Task: Each line of the data below that includes the string "content" must be copied.

The input:
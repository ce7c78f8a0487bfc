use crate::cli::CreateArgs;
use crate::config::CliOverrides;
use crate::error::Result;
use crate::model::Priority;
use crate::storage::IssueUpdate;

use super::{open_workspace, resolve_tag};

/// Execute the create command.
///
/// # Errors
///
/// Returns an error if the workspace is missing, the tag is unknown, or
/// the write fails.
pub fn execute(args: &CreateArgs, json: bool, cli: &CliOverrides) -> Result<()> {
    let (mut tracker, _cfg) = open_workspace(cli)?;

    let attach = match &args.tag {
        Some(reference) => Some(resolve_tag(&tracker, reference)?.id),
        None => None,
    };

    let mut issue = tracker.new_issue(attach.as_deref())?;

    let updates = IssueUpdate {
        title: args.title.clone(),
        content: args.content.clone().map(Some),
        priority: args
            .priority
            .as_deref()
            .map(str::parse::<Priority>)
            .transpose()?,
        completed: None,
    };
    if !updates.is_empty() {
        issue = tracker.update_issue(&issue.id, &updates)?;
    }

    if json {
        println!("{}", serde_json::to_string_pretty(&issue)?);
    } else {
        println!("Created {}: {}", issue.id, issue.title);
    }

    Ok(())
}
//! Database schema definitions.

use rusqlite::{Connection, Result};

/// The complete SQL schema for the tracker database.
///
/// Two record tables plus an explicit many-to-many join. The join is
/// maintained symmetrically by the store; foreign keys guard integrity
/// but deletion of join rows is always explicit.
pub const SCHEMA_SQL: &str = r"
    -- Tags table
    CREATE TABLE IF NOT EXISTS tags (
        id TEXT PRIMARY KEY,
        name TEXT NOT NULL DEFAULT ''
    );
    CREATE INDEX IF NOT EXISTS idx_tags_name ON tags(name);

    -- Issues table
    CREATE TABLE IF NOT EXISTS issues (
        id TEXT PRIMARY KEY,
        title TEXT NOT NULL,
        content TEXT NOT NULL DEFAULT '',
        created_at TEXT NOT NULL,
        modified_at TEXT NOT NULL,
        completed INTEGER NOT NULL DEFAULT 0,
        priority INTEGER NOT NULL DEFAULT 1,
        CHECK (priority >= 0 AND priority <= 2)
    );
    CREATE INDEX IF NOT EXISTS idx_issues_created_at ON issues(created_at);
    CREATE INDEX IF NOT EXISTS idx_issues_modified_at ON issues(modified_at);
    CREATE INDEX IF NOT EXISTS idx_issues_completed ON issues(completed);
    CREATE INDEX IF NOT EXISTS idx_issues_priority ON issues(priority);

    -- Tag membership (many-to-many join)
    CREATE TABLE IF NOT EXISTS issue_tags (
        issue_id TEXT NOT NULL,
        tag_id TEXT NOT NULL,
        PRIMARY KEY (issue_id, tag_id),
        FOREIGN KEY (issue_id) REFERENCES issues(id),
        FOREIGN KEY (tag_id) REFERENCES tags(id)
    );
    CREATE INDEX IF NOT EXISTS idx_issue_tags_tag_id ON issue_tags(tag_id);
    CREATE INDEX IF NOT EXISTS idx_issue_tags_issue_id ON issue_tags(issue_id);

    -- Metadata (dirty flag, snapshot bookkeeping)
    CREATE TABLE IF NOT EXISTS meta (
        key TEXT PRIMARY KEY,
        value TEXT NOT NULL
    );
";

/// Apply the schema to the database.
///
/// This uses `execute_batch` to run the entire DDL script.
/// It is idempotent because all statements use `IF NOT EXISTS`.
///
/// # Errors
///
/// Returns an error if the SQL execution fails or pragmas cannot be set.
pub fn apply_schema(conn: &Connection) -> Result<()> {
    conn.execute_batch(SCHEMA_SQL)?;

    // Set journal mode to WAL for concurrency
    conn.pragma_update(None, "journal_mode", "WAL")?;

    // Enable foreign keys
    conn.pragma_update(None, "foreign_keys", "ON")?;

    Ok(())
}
---
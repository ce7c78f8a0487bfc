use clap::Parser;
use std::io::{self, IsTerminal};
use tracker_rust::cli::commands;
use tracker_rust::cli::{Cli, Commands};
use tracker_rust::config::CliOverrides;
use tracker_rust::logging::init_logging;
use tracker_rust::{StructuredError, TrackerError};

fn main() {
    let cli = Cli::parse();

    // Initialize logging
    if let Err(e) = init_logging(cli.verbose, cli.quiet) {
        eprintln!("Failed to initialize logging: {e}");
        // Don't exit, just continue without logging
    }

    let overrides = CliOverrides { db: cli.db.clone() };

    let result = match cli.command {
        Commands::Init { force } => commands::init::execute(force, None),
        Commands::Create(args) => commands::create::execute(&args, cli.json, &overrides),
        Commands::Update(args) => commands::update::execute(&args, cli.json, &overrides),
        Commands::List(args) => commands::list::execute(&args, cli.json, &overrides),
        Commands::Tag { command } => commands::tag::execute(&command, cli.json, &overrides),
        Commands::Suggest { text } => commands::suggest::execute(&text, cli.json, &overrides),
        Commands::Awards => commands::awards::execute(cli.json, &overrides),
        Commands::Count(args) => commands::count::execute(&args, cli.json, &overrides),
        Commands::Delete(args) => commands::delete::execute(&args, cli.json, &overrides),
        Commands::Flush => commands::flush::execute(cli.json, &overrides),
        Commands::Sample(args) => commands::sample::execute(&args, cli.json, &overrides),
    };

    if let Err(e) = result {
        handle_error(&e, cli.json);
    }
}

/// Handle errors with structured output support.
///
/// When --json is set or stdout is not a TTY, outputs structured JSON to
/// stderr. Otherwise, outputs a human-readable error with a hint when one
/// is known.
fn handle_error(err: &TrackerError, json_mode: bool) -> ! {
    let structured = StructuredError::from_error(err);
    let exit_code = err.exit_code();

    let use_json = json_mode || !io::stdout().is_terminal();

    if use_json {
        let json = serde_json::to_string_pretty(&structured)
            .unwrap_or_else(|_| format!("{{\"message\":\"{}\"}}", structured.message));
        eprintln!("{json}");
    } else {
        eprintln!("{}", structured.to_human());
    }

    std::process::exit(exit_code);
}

Your solution:
        content: args.content.clone().map(Some),
        content TEXT NOT NULL DEFAULT '',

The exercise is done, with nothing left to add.